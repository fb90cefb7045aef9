//! Typed wrappers over individual git subcommands.
//!
//! Every call goes through [`sourcepin_core::process::run`], so each one is
//! a cancellation check point and streams its output into the job log.

use std::path::Path;

use sourcepin_core::context::JobContext;
use sourcepin_core::error::{CoreError, CoreResult};
use sourcepin_core::process::{self, ProcessOutput, ProcessSpec};

use crate::classify;
use crate::settings::{GitSettings, PINNED_COMMIT_DATE};

/// Object id of the empty tree.
pub const EMPTY_TREE: &str = "4b825dc642cb6eb9a060e54bf8d69288fbee4904";

/// A tag and what it points at.
#[derive(Debug, Clone, PartialEq, Eq)]
pub struct TagEntry {
    pub name: String,
    pub commit: String,
    pub tree: String,
}

/// A ref advertised by a remote.
#[derive(Debug, Clone, PartialEq, Eq)]
pub struct RemoteRef {
    pub object: String,
    pub name: String,
}

/// Git client bound to one working directory of one job.
pub struct Git<'a> {
    ctx: &'a JobContext,
    dir: &'a Path,
    settings: &'a GitSettings,
}

impl<'a> Git<'a> {
    pub fn new(ctx: &'a JobContext, dir: &'a Path, settings: &'a GitSettings) -> Self {
        Self { ctx, dir, settings }
    }

    pub fn settings(&self) -> &GitSettings {
        self.settings
    }

    fn spec<I, S>(&self, args: I) -> ProcessSpec
    where
        I: IntoIterator<Item = S>,
        S: Into<String>,
    {
        let identity = &self.settings.identity;
        ProcessSpec::new("git")
            .args(["-c", "commit.gpgSign=false", "-c", "tag.gpgSign=false"])
            .args(args)
            .cwd(self.dir)
            .env("GIT_TERMINAL_PROMPT", "0")
            .env("GIT_AUTHOR_NAME", identity.name.as_str())
            .env("GIT_AUTHOR_EMAIL", identity.email.as_str())
            .env("GIT_COMMITTER_NAME", identity.name.as_str())
            .env("GIT_COMMITTER_EMAIL", identity.email.as_str())
    }

    /// Run a git subcommand, forwarding all output to the job log.
    pub async fn run<I, S>(&self, args: I, desc: &str) -> CoreResult<ProcessOutput>
    where
        I: IntoIterator<Item = S>,
        S: Into<String>,
    {
        process::run(self.ctx, self.spec(args).describe(desc)).await
    }

    /// Run a plumbing query and return its trimmed stdout.
    pub async fn query<I, S>(&self, args: I, desc: &str) -> CoreResult<String>
    where
        I: IntoIterator<Item = S>,
        S: Into<String>,
    {
        let out = process::run(self.ctx, self.spec(args).quiet().describe(desc)).await?;
        Ok(out.stdout.trim().to_string())
    }

    /// Like [`Git::query`] but a non-zero exit yields `None`.
    pub async fn try_query<I, S>(&self, args: I) -> CoreResult<Option<String>>
    where
        I: IntoIterator<Item = S>,
        S: Into<String>,
    {
        match process::run(self.ctx, self.spec(args).quiet()).await {
            Ok(out) => Ok(Some(out.stdout.trim().to_string())),
            Err(CoreError::Command(_)) => Ok(None),
            Err(other) => Err(other),
        }
    }

    // -----------------------------------------------------------------------
    // Repository setup
    // -----------------------------------------------------------------------

    pub async fn init(&self) -> CoreResult<()> {
        self.run(["init", "-q"], "Could not initialise repository")
            .await?;
        Ok(())
    }

    pub async fn init_bare(&self, path: &Path) -> CoreResult<()> {
        self.run(
            [
                "init".to_string(),
                "-q".to_string(),
                "--bare".to_string(),
                path.to_string_lossy().into_owned(),
            ],
            "Could not provision internal repository",
        )
        .await?;
        Ok(())
    }

    pub async fn add_remote(&self, name: &str, url: &str) -> CoreResult<()> {
        self.run(["remote", "add", name, url], "Could not add remote")
            .await?;
        Ok(())
    }

    // -----------------------------------------------------------------------
    // Index, trees and commits
    // -----------------------------------------------------------------------

    /// Stage every file in the working tree, ignored files included.
    pub async fn stage_all(&self) -> CoreResult<()> {
        self.run(["add", "-A", "-f", "."], "Could not stage files")
            .await?;
        Ok(())
    }

    /// Object id of the tree currently staged in the index.
    pub async fn write_tree(&self) -> CoreResult<String> {
        self.query(["write-tree"], "Could not write tree").await
    }

    /// Current `HEAD` commit, or `None` on an unborn branch.
    pub async fn head_commit(&self) -> CoreResult<Option<String>> {
        self.try_query(["rev-parse", "--verify", "-q", "HEAD^{commit}"])
            .await
    }

    pub async fn tree_of(&self, commit: &str) -> CoreResult<String> {
        self.query(
            ["rev-parse".to_string(), format!("{commit}^{{tree}}")],
            "Could not resolve tree",
        )
        .await
    }

    /// Resolve any revision to a commit id, if it exists locally.
    pub async fn resolve_commit(&self, rev: &str) -> CoreResult<Option<String>> {
        self.try_query([
            "rev-parse".to_string(),
            "--verify".to_string(),
            "-q".to_string(),
            format!("{rev}^{{commit}}"),
        ])
        .await
    }

    /// Commit id a local tag points at, if the tag exists.
    pub async fn resolve_tag(&self, name: &str) -> CoreResult<Option<String>> {
        self.resolve_commit(&format!("refs/tags/{name}")).await
    }

    /// Commit the index. Dates are pinned unless `real_time` is set.
    pub async fn commit(&self, message: &str, real_time: bool) -> CoreResult<String> {
        let mut spec = self
            .spec(["commit", "-q", "--no-verify", "--allow-empty-message", "-m", message])
            .describe("Could not commit");
        if !real_time {
            spec = spec
                .env("GIT_AUTHOR_DATE", PINNED_COMMIT_DATE)
                .env("GIT_COMMITTER_DATE", PINNED_COMMIT_DATE);
        }
        process::run(self.ctx, spec).await?;
        self.head_commit().await?.ok_or_else(|| {
            CoreError::Internal("HEAD is unborn right after a commit".to_string())
        })
    }

    pub async fn tag_annotated(&self, name: &str, message: &str, commit: &str) -> CoreResult<()> {
        self.run(["tag", "-a", name, "-m", message, commit], "Could not create tag")
            .await?;
        Ok(())
    }

    pub async fn tag_lightweight(&self, name: &str, commit: &str) -> CoreResult<()> {
        self.run(["tag", name, commit], "Could not create tag")
            .await?;
        Ok(())
    }

    /// All local tags with their commit and tree, oldest first.
    pub async fn tags(&self) -> CoreResult<Vec<TagEntry>> {
        let spec = self
            .spec([
                "for-each-ref",
                "--sort=creatordate",
                "--format=%(refname:strip=2)%09%(objectname)%09%(*objectname)%09%(tree)%09%(*tree)",
                "refs/tags",
            ])
            .quiet()
            .describe("Could not list tags");
        // Untrimmed: trailing empty columns are significant.
        let out = process::run(self.ctx, spec).await?;
        Ok(parse_tag_listing(&out.stdout))
    }

    // -----------------------------------------------------------------------
    // Branches and HEAD
    // -----------------------------------------------------------------------

    pub async fn checkout_new_branch(&self, name: &str) -> CoreResult<()> {
        self.run(["checkout", "-q", "-b", name], "Could not create branch")
            .await?;
        Ok(())
    }

    /// Point `HEAD` at a new unborn branch, keeping index and working tree.
    pub async fn orphan_branch(&self, name: &str) -> CoreResult<()> {
        self.run(
            ["symbolic-ref".to_string(), "HEAD".to_string(), format!("refs/heads/{name}")],
            "Could not create orphan branch",
        )
        .await?;
        Ok(())
    }

    pub async fn checkout(&self, rev: &str) -> CoreResult<()> {
        self.run(["checkout", "-q", "--detach", rev], "Could not check out ref")
            .await?;
        Ok(())
    }

    /// Detach `HEAD` at `commit` without touching index or working tree.
    pub async fn detach_at(&self, commit: &str) -> CoreResult<()> {
        self.run(
            ["update-ref", "--no-deref", "HEAD", commit],
            "Could not move HEAD",
        )
        .await?;
        Ok(())
    }

    pub async fn delete_branch(&self, name: &str) -> CoreResult<()> {
        self.run(["branch", "-q", "-D", name], "Could not delete branch")
            .await?;
        Ok(())
    }

    // -----------------------------------------------------------------------
    // Network operations
    // -----------------------------------------------------------------------

    /// Refs advertised by `remote` (a remote name or URL).
    pub async fn ls_remote(&self, remote: &str, extra: &[&str]) -> CoreResult<Vec<RemoteRef>> {
        let mut args = vec!["ls-remote".to_string()];
        args.extend(extra.iter().map(|s| s.to_string()));
        args.push(remote.to_string());
        let out = self
            .query(args, "Could not list remote refs")
            .await
            .map_err(classify::remap_user_error)?;
        Ok(parse_ls_remote(&out))
    }

    pub async fn fetch(&self, remote: &str, refspecs: &[String], desc: &str) -> CoreResult<()> {
        let mut args = vec!["fetch".to_string(), "-q".to_string(), "--no-tags".to_string()];
        args.push(remote.to_string());
        args.extend(refspecs.iter().cloned());
        self.run(args, desc).await.map_err(classify::remap_user_error)?;
        Ok(())
    }

    /// Mirror every tag of `remote` into the local repository.
    pub async fn fetch_tags(&self, remote: &str) -> CoreResult<()> {
        if self.ls_remote(remote, &["--tags"]).await?.is_empty() {
            return Ok(());
        }
        self.fetch(
            remote,
            &["+refs/tags/*:refs/tags/*".to_string()],
            "Could not fetch tags",
        )
        .await
    }

    pub async fn push(&self, remote: &str, refspecs: &[String], atomic: bool) -> CoreResult<()> {
        let mut args = vec!["push".to_string()];
        if atomic {
            args.push("--atomic".to_string());
        }
        args.push(remote.to_string());
        args.extend(refspecs.iter().cloned());
        self.run(args, "Could not push to repository").await?;
        Ok(())
    }
}

/// Parse tab-separated `for-each-ref` output. Annotated tags carry the
/// commit and tree in the peeled (`*`) columns, lightweight tags in the
/// direct ones. Tags pointing at non-commits are skipped.
fn parse_tag_listing(out: &str) -> Vec<TagEntry> {
    out.lines()
        .filter_map(|line| {
            let fields: Vec<&str> = line.split('\t').collect();
            let &[name, object, peeled, tree, peeled_tree] = fields.as_slice() else {
                return None;
            };
            let (commit, tree) = if !peeled_tree.is_empty() {
                (peeled, peeled_tree)
            } else if !tree.is_empty() {
                (object, tree)
            } else {
                return None;
            };
            Some(TagEntry {
                name: name.to_string(),
                commit: commit.to_string(),
                tree: tree.to_string(),
            })
        })
        .collect()
}

/// Parse `ls-remote` output. Peeled `^{}` entries replace the tag object
/// id with the commit id it points at.
fn parse_ls_remote(out: &str) -> Vec<RemoteRef> {
    let mut refs: Vec<RemoteRef> = Vec::new();
    for line in out.lines() {
        let Some((object, name)) = line.split_once('\t') else {
            continue;
        };
        if let Some(base) = name.strip_suffix("^{}") {
            if let Some(existing) = refs.iter_mut().find(|r| r.name == base) {
                existing.object = object.to_string();
            }
            continue;
        }
        refs.push(RemoteRef {
            object: object.to_string(),
            name: name.to_string(),
        });
    }
    refs
}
**********
» WHAT TO PRODUCE: Using the records above, determine how many lines hold the word "working", and answer with that figure only.

» RESULT OF THIS EXERCISE: 4